Indications and contraindications for use


  • Permanent cementation of crowns, bridges, inlays, onlays, orthodontic appliances and orthodontic bands


  • Zinc phosphate is acidic at the time of placement, and care should be taken to protect the pulp

Trade names

Trade name Manufacturer
DeTray® (Figure 8.2a) Dentsply
Flecks® (Figure 8.2b) Keystone Group
Zinc Cement (Figure 8.2c) SSWhite
Zinc Phosphate Cement (Figure 8.2d) Bosworth

Figure 8.2 (a) DeTray® – Dentsply. (b) Flecks® – Keystone group. (c) Zinc Cement – SS White. (d) Zinc Phosphate Cement – Bosworth.


Manipulation (Figures 8.3a8.3e)

This is the same manipulation technique as mixing zinc phosphate as a base, except with altered powder/liquid ratios, mixing times and final consistency.

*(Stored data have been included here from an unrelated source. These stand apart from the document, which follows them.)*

use chrono::{DateTime, Utc};
use serde::{Deserialize, Serialize};

pub type ProductId = u64;

/// A catalog product, or a cart line when `amount` is at least 1.
#[derive(Debug, Clone, PartialEq, Serialize, Deserialize)]
pub struct Product {
    pub id: ProductId,
    #[serde(default)]
    pub title: String,
    #[serde(default)]
    pub price: f64,
    #[serde(default)]
    pub image: String,
    /// Quantity held in the cart. Catalog responses omit it.
    #[serde(default)]
    pub amount: u32,
}

#[derive(Debug, Clone, Copy, PartialEq, Eq, Serialize, Deserialize)]
pub struct Stock {
    pub id: ProductId,
    pub amount: u32,
}

#[derive(Debug, Clone, Copy, PartialEq, Eq, Serialize, Deserialize)]
#[serde(rename_all = "camelCase")]
pub struct UpdateProductAmount {
    pub product_id: ProductId,
    pub amount: u32,
}

/// Ordered cart lines, at most one per product id.
///
/// Every mutator returns a new `Cart` so the caller can persist and commit
/// the same value.
#[derive(Debug, Clone, Default, PartialEq, Serialize, Deserialize)]
#[serde(transparent)]
pub struct Cart {
    items: Vec<Product>,
}

impl Cart {
    pub fn new() -> Self {
        Self::default()
    }

    /// Builds a cart from loaded lines, dropping zero amounts and later
    /// duplicates of an id.
    pub fn from_items(items: Vec<Product>) -> Self {
        let mut cart = Self::new();
        for item in items {
            if item.amount >= 1 && !cart.contains(item.id) {
                cart.items.push(item);
            }
        }
        cart
    }

    pub fn find(&self, product_id: ProductId) -> Option<&Product> {
        self.items.iter().find(|p| p.id == product_id)
    }

    pub fn contains(&self, product_id: ProductId) -> bool {
        self.find(product_id).is_some()
    }

    pub fn items(&self) -> &[Product] {
        &self.items
    }

    pub fn iter(&self) -> std::slice::Iter<'_, Product> {
        self.items.iter()
    }

    pub fn len(&self) -> usize {
        self.items.len()
    }

    pub fn is_empty(&self) -> bool {
        self.items.is_empty()
    }

    /// `(id, amount)` pairs in cart order.
    pub fn amounts(&self) -> Vec<(ProductId, u32)> {
        self.items.iter().map(|p| (p.id, p.amount)).collect()
    }

    pub fn total_items(&self) -> u64 {
        self.items.iter().map(|p| u64::from(p.amount)).sum()
    }

    /// Appends `product` with an amount of 1.
    pub fn with_new_item(&self, product: Product) -> Cart {
        let mut items = self.items.clone();
        items.push(Product {
            amount: 1,
            ..product
        });
        Cart { items }
    }

    pub fn with_amount(&self, product_id: ProductId, amount: u32) -> Cart {
        let items = self
            .items
            .iter()
            .map(|p| {
                if p.id == product_id {
                    Product {
                        amount,
                        ..p.clone()
                    }
                } else {
                    p.clone()
                }
            })
            .collect();
        Cart { items }
    }

    pub fn without(&self, product_id: ProductId) -> Cart {
        let items = self
            .items
            .iter()
            .filter(|p| p.id != product_id)
            .cloned()
            .collect();
        Cart { items }
    }
}

impl<'a> IntoIterator for &'a Cart {
    type Item = &'a Product;
    type IntoIter = std::slice::Iter<'a, Product>;

    fn into_iter(self) -> Self::IntoIter {
        self.items.iter()
    }
}

#[derive(Debug, Clone, Copy, PartialEq, Eq, Serialize, Deserialize)]
#[serde(rename_all = "lowercase")]
pub enum NotificationLevel {
    Success,
    Error,
}

#[derive(Debug, Clone, PartialEq, Serialize, Deserialize)]
pub struct Notification {
    pub level: NotificationLevel,
    pub message: String,
    pub at: DateTime<Utc>,
}

impl Notification {
    pub fn new(level: NotificationLevel, message: impl Into<String>) -> Self {
        Self {
            level,
            message: message.into(),
            at: Utc::now(),
        }
    }
}
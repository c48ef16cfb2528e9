use crate::core::CatalogService;
use crate::domain::model::{Product, ProductId, Stock};
use crate::utils::error::CatalogError;
use reqwest::{Client, StatusCode};
use serde::de::DeserializeOwned;
use url::Url;

/// Catalog backed by the storefront REST API (`products/{id}`, `stock/{id}`).
#[derive(Debug, Clone)]
pub struct HttpCatalog {
    base_url: Url,
    client: Client,
}

impl HttpCatalog {
    pub fn new(base_url: &str) -> Result<Self, CatalogError> {
        Self::with_client(base_url, Client::new())
    }

    pub fn with_client(base_url: &str, client: Client) -> Result<Self, CatalogError> {
        // Url::join drops the last segment unless the base ends with '/'.
        let normalized = if base_url.ends_with('/') {
            base_url.to_string()
        } else {
            format!("{}/", base_url)
        };
        let base_url = Url::parse(&normalized).map_err(|e| CatalogError::InvalidUrl {
            url: base_url.to_string(),
            reason: e.to_string(),
        })?;

        Ok(Self { base_url, client })
    }

    pub fn base_url(&self) -> &str {
        self.base_url.as_str()
    }

    async fn fetch<T: DeserializeOwned>(
        &self,
        resource: &'static str,
        collection: &str,
        id: ProductId,
    ) -> Result<T, CatalogError> {
        let url = self
            .base_url
            .join(&format!("{}/{}", collection, id))
            .map_err(|e| CatalogError::InvalidUrl {
                url: self.base_url.to_string(),
                reason: e.to_string(),
            })?;

        tracing::debug!("Making catalog request to: {}", url);
        let response = self.client.get(url.clone()).send().await?;
        tracing::debug!("Catalog response status: {}", response.status());

        match response.status() {
            status if status.is_success() => Ok(response.json::<T>().await?),
            StatusCode::NOT_FOUND => Err(CatalogError::NotFound { resource, id }),
            status => Err(CatalogError::UnexpectedStatus {
                url: url.to_string(),
                status: status.as_u16(),
            }),
        }
    }
}

#[async_trait::async_trait]
impl CatalogService for HttpCatalog {
    async fn product(&self, id: ProductId) -> Result<Product, CatalogError> {
        self.fetch("product", "products", id).await
    }

    async fn stock(&self, id: ProductId) -> Result<Stock, CatalogError> {
        self.fetch("stock", "stock", id).await
    }
}
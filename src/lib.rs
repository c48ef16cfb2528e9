pub mod adapters;
pub mod config;
pub mod core;
pub mod domain;
pub mod utils;

#[cfg(feature = "cli")]
pub use config::{CartCommand, CliConfig};

pub use adapters::{FileStore, HttpCatalog, MemoryStore, RecordingNotifier, TracingNotifier};
pub use config::CartConfig;
pub use core::cart_store::{CartStore, DEFAULT_CART_KEY};
pub use domain::model::{
    Cart, Notification, NotificationLevel, Product, ProductId, Stock, UpdateProductAmount,
};
pub use utils::error::{CartError, CatalogError, Result};
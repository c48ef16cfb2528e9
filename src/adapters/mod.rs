// Adapters layer: concrete catalog, storage and notification backends.

pub mod catalog;
pub mod notifier;
pub mod storage;

pub use catalog::HttpCatalog;
pub use notifier::{RecordingNotifier, TracingNotifier};
pub use storage::{FileStore, MemoryStore};
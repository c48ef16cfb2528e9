#[cfg(feature = "cli")]
pub mod cli;
pub mod toml_config;

#[cfg(feature = "cli")]
pub use cli::{CartCommand, CliConfig};
pub use toml_config::CartConfig;
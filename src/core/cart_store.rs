use crate::core::{CatalogService, Notifier, PersistentStore};
use crate::domain::model::{Cart, Product, ProductId, UpdateProductAmount};
use crate::utils::error::{CartError, Operation, Result, MSG_PRODUCT_ADDED};

pub const DEFAULT_CART_KEY: &str = "@RocketShoes:cart";

/// Owns the session cart and keeps it within stock and in sync with the
/// persistent store.
///
/// Build one per session and hand it to consumers by reference. Mutations
/// take `&mut self`, so operations never interleave.
pub struct CartStore<C: CatalogService, S: PersistentStore, N: Notifier> {
    catalog: C,
    store: S,
    notifier: N,
    key: String,
    cart: Cart,
}

impl<C: CatalogService, S: PersistentStore, N: Notifier> CartStore<C, S, N> {
    /// Restores the cart saved under `key`. A missing, unreadable or
    /// unparsable entry yields an empty cart.
    pub async fn load(catalog: C, store: S, notifier: N, key: impl Into<String>) -> Self {
        let key = key.into();
        let cart = match store.get(&key).await {
            Ok(Some(raw)) => match serde_json::from_str::<Vec<Product>>(&raw) {
                Ok(items) => Cart::from_items(items),
                Err(e) => {
                    tracing::warn!("Ignoring unparsable cart under {}: {}", key, e);
                    Cart::new()
                }
            },
            Ok(None) => Cart::new(),
            Err(e) => {
                tracing::warn!("Could not read cart under {}: {}", key, e);
                Cart::new()
            }
        };

        tracing::debug!("Loaded cart with {} products", cart.len());

        Self {
            catalog,
            store,
            notifier,
            key,
            cart,
        }
    }

    pub fn cart(&self) -> &Cart {
        &self.cart
    }

    pub fn snapshot(&self) -> Cart {
        self.cart.clone()
    }

    pub fn notifier(&self) -> &N {
        &self.notifier
    }

    pub fn key(&self) -> &str {
        &self.key
    }

    pub async fn add_product(&mut self, product_id: ProductId) {
        match self.try_add_product(product_id).await {
            Ok(true) => self.notifier.success(MSG_PRODUCT_ADDED),
            Ok(false) => {}
            Err(e) => self.reject(Operation::Add, product_id, e),
        }
    }

    pub async fn remove_product(&mut self, product_id: ProductId) {
        if let Err(e) = self.try_remove_product(product_id).await {
            self.reject(Operation::Remove, product_id, e);
        }
    }

    pub async fn update_product_amount(&mut self, request: UpdateProductAmount) {
        if let Err(e) = self.try_update_product_amount(request).await {
            self.reject(Operation::Update, request.product_id, e);
        }
    }

    /// Returns `true` when a new line was inserted, `false` on increment.
    async fn try_add_product(&mut self, product_id: ProductId) -> Result<bool> {
        if let Some(existing) = self.cart.find(product_id) {
            let current = existing.amount;
            let stock = self.catalog.stock(product_id).await?;
            let requested = match current.checked_add(1) {
                Some(requested) if stock.amount > current => requested,
                _ => {
                    return Err(CartError::OutOfStock {
                        product_id,
                        requested: current.saturating_add(1),
                        available: stock.amount,
                    })
                }
            };

            let next = self.cart.with_amount(product_id, requested);
            self.commit(next).await?;
            return Ok(false);
        }

        let product = self.catalog.product(product_id).await?;
        let stock = self.catalog.stock(product_id).await?;
        if stock.amount == 0 {
            return Err(CartError::OutOfStock {
                product_id,
                requested: 1,
                available: 0,
            });
        }

        let next = self.cart.with_new_item(product);
        self.commit(next).await?;
        Ok(true)
    }

    async fn try_remove_product(&mut self, product_id: ProductId) -> Result<()> {
        if !self.cart.contains(product_id) {
            return Err(CartError::NotInCart { product_id });
        }

        let next = self.cart.without(product_id);
        self.commit(next).await
    }

    async fn try_update_product_amount(&mut self, request: UpdateProductAmount) -> Result<()> {
        let UpdateProductAmount { product_id, amount } = request;
        if !self.cart.contains(product_id) {
            return Err(CartError::NotInCart { product_id });
        }

        let stock = self.catalog.stock(product_id).await?;
        if amount > stock.amount {
            return Err(CartError::OutOfStock {
                product_id,
                requested: amount,
                available: stock.amount,
            });
        }
        if amount < 1 {
            return Err(CartError::InvalidAmount { product_id, amount });
        }

        let next = self.cart.with_amount(product_id, amount);
        self.commit(next).await
    }

    /// Persists `next` and only then makes it the current cart.
    async fn commit(&mut self, next: Cart) -> Result<()> {
        let serialized = serde_json::to_string(&next)?;
        tracing::debug!("Writing cart ({} bytes) under {}", serialized.len(), self.key);
        self.store.set(&self.key, &serialized).await?;

        tracing::info!(
            "Cart updated: {} products, {} items",
            next.len(),
            next.total_items()
        );
        self.cart = next;
        Ok(())
    }

    fn reject(&self, op: Operation, product_id: ProductId, error: CartError) {
        tracing::warn!("{:?} of product {} rejected: {}", op, product_id, error);
        self.notifier.error(error.notification(op));
    }
}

Wearing personal protective equipment:

Step 1

  • Tooth is appropriately prepared and isolated
  • Ensure you have a clean, disinfected, cool, dry glass mixing slab
  • If the chosen method is to cool the glass slab under cold water, ensure that all moisture is removed prior to dispensing materials
Step 2

  • Fluff the zinc phosphate powder in the bottle (shake the bottle, ensuring the lid is securely in place)
Step 3

  • Dispense the powder on the glass slab according to the manufacturer’s instructions, replacing the cap immediately after dispensing
  • Dispense liquid as per the manufacturer’s instructions, according to the appropriate amount of powder dispensed (more liquid is added for a luting consistency than a base)
  • To ensure uniform drops of the liquid, hold the bottle perpendicular to the glass slab during dispensing and immediately replace the cap
  • Care must be taken to replace the cap on the liquid once it has been dispensed. The zinc phosphate material is water based, and the water will evaporate if the cap is left off, which will prolong the setting time
Step 4

  • Section powder into increments according to the manufacturer’s instructions (two techniques are shown)
Step 5

  • Mix in powder increments at 15-second intervals
  • Using a Weston spatula (thin, flexible spatula) incorporate the first mound of powder into the liquid, spatulating in a figure-of-eight motion over the entire surface area of the slab for 15 seconds
Step 6

  • Ensure that all the powder has been incorporated into the liquid and add the second powder increment, following the same mixing technique for 15 seconds
Step 7

  • Repeat steps 5 and 6 until you have achieved the desired creamy consistency (the mixed material should form a ‘string’ from the spatula to the glass slab when the spatula is lifted approximately an inch (2 cm) above the glass slab)
Step 8

  • Using the spatula, gather the material into one area and use a flat plastic instrument to load the restoration or prosthesis to be cemented under the direction of the operator, alternatively pass the material and the flat plastic instrument to the operator for loading
Step 9

  • Have some gauze at hand to wipe away excess cement from the flat plastic instrument
Step 10

  • Immediately clean the spatula and glass slab; if there is not enough time to clean immediately, immerse the slab and spatula in water until cleaning can take place
Mixing time

  • 60–90 seconds
Working time

  • 3–6 minutes
Setting time

  • 5–14 minutes

Figure 8.3 (a) Zinc phosphate set-up. (b) Step 4 – Zinc phosphate dispensed – powder divided into six equal portions. (c) Step 4 – Zinc phosphate dispensed – powder divided into fractional portions (8.3b and 8.3c are two different techniques for dispensing zinc phosphate powder). (d) Step 5 – figure-of-eight mixing motion. (e) Step 7 – luting consistency of zinc phosphate (2cm ‘string’ from glass slab to spatula).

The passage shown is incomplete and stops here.